Open Destaq opened 3 years ago
"headers { common { 'some-header': 'something' } } in nuxt.config.js, the header is sent every time" becouse the header is set during SSR. I have two seperated axios instances and I set the token to the 2nd one as You, but use this
axiosAuth.onRequest(
async request => {
try {
if (app.$auth.strategy.token.status().expired()) {
await app.$auth.refreshTokens()
}
// set the Authorization header using the access token fetched from login config
request.headers['Authorization'] =
app.$auth.strategy.token.get()
} catch (e) {
console.error(e)
}
return request
},
error => {
return Promise.reject(error)
}
)
and it does work
Glad to see there's a solution @devzom , but could you please explain how you set the axios instance for when the refresh scheme is set automatically? I see that you have an axiosAuth
instance, but how is it combined the the ctx instance used by node_modules/@nuxtjs/auth-next/dist/runtime.js
?
I see what you mean by doing the above - setting the 'Authorization' header is not a problem. However, when I add:
request.headers['X-CSRF-TOKEN'] = app.$cookies.get("auth.csrf_refresh_cookie")
it isn't set. I can log request.headers
and get the right response, but it doesn't seem to be sending to the backend.
I have the same problem. If you have a solution, please tell me which file you need to make changes to in order for everything to work. I am new to NuxtJs
It seems that we can workaround this by setting any custom header + value, as this is something that cannot be done by a CSRF attack. So, hardcoding some value as in headers/common
would be sufficient protection.
However, this method is not futureproof (see this comment). I'm sure there's a way to set the header with the CSRF value using Nuxt Auth, so I'm leaving this open, but this is a workaround for the time being while we wait.

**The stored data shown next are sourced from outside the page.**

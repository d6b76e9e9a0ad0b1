//!
//! Tasks and Thread Factories
//!
//! A `Task` is a zero-argument unit of work. Executors move tasks through a
//! channel to worker threads; the timer daemon keeps them in its heap.
//!
//! Thread creation policy (names, stack size) lives in a `ThreadFactory`,
//! which hands out unstarted `std::thread::Builder`s. Any
//! `Fn() -> thread::Builder` closure is a factory.
//!

use std::io;
use std::sync::atomic::{AtomicUsize, Ordering};
use std::thread::{self, JoinHandle};

use crate::cancel::CancelToken;

pub type Task = Box<dyn FnOnce() + Send + 'static>;

/// Box a closure into a `Task`.
pub fn task<F>(f: F) -> Task
where
    F: FnOnce() + Send + 'static,
{
    Box::new(f)
}

pub trait ThreadFactory: Send + Sync {
    /// A configured, not yet started thread.
    fn builder(&self) -> thread::Builder;
}

impl<F> ThreadFactory for F
where
    F: Fn() -> thread::Builder + Send + Sync,
{
    fn builder(&self) -> thread::Builder {
        self()
    }
}

/// Names threads `<prefix>-<n>` with `n` counting from 1.
#[derive(Debug)]
pub struct NamedThreadFactory {
    prefix: String,
    stack_size: Option<usize>,
    next: AtomicUsize,
}

impl NamedThreadFactory {
    pub fn new(prefix: impl Into<String>) -> Self {
        Self {
            prefix: prefix.into(),
            stack_size: None,
            next: AtomicUsize::new(1),
        }
    }

    pub fn with_stack_size(mut self, bytes: usize) -> Self {
        self.stack_size = Some(bytes);
        self
    }
}

impl ThreadFactory for NamedThreadFactory {
    fn builder(&self) -> thread::Builder {
        let n = self.next.fetch_add(1, Ordering::Relaxed);
        let builder = thread::Builder::new().name(format!("{}-{}", self.prefix, n));
        match self.stack_size {
            Some(bytes) => builder.stack_size(bytes),
            None => builder,
        }
    }
}

/// Start `body` on a thread from `factory` with `token` installed as the
/// thread's cancellation token.
pub fn spawn_with_token<F>(
    factory: &dyn ThreadFactory,
    token: CancelToken,
    body: F,
) -> io::Result<JoinHandle<()>>
where
    F: FnOnce() + Send + 'static,
{
    factory.builder().spawn(move || {
        CancelToken::install(token);
        body();
    })
}

#[cfg(test)]
mod tests {
    use super::*;
    use std::sync::Arc;

    #[test]
    fn test_named_factory_numbers_threads() {
        let factory = NamedThreadFactory::new("pool");
        let names: Vec<String> = (0..3)
            .map(|_| {
                factory
                    .builder()
                    .spawn(|| thread::current().name().map(str::to_owned))
                    .unwrap()
                    .join()
                    .unwrap()
                    .unwrap()
            })
            .collect();
        assert_eq!(names, vec!["pool-1", "pool-2", "pool-3"]);
    }

    #[test]
    fn test_closure_is_a_factory() {
        let factory = || thread::Builder::new().name("custom".to_string());
        let name = spawn_named(&factory);
        assert_eq!(name.as_deref(), Some("custom"));
    }

    fn spawn_named(factory: &dyn ThreadFactory) -> Option<String> {
        factory
            .builder()
            .spawn(|| thread::current().name().map(str::to_owned))
            .unwrap()
            .join()
            .unwrap()
    }

    #[test]
    fn test_spawn_with_token_installs_token() {
        let factory = NamedThreadFactory::new("tok");
        let token = CancelToken::new();
        let seen = Arc::new(std::sync::Mutex::new(None));
        let handle = {
            let seen = seen.clone();
            spawn_with_token(&factory, token.clone(), move || {
                *seen.lock().unwrap() = Some(CancelToken::current());
            })
            .unwrap()
        };
        handle.join().unwrap();
        let installed = seen.lock().unwrap().take().unwrap();
        assert!(installed.same_as(&token));
    }
}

It seems that we can workaround this by setting any custom header + value, as this is something that cannot be done by a CSRF attack. So, hardcoding some value as in
headers/common
would be sufficient protection.However, this method is not futureproof (see this comment). I'm sure there's a way to set the header with the CSRF value using Nuxt Auth, so I'm leaving this open, but this is a workaround for the time being while we wait.
Wait, but the new x-csrf-token shouldn't be set by axios response from backend with attribute 'Set-Cookie': ['x-csrf-token', ......] then it's set on SSR by default every new $auth.refreshTokens() is done?
let's start from the begining, which type of scheme You use in nuxt.$auth and what kind of backend You use?
Wait, but the new x-csrf-token shouldn't be set by axios response from backend with attribute 'Set-Cookie': ['x-csrf-token', ......] then it's set on SSR by default every new $auth.refreshTokens() is done?
The "workaround" here is just that:
a) CSRF attacks cannot set headers
b) If you set a static custom header (e.g. in nuxt.config.js
), this will be sent to the server, but not in a CSRF attack
c) You can check for the existence of this header to know that it isn't an attack
d) This is not future proof - it works in the present, but in the future, it may be possible to send Headers in an attack.
let's start from the begining, which type of scheme You use in nuxt.$auth and what kind of backend You use?
I've attached the info in this message at the bottom. I'm using Nuxt SSR (Universal), Refresh Scheme, and a Flask backend. The issue is that when tokens are refreshed automatically (on page reload after access token has expired), the X-CSRF-TOKEN
header is not set, since plugins/axios.js
only works if you manually trigger the refreshTokens()
function. This is because the nuxt-auth
source code uses a custom axios instance.
@devzom
In Universal Nuxt mode when using the refresh scheme, if I refresh the page after the access token has expired, I'm unable to set the required
X-CSRF-TOKEN
. When refreshing manually using the.refreshTokens()
method, this header is present, as it is defined inplugins/axios.js
. I've spent the past few days trying to figure this out, but haven't been able to get custom schemes or plugin settings to work.However, the clear benefit of the refresh scheme is that tokens are auto-refreshed. However, while I see that the call is made, it comes back with a 401 error since the auth module is using a custom axios instance (
this.$auth.ctx.$axios
). Is there any way to set the CSRF header on these such calls too, from the storage cookie?Note: if I set
headers { common { 'some-header': 'something' } }
innuxt.config.js
, the header is sent every time, even from ctx requests. However, I can't access the cookie there.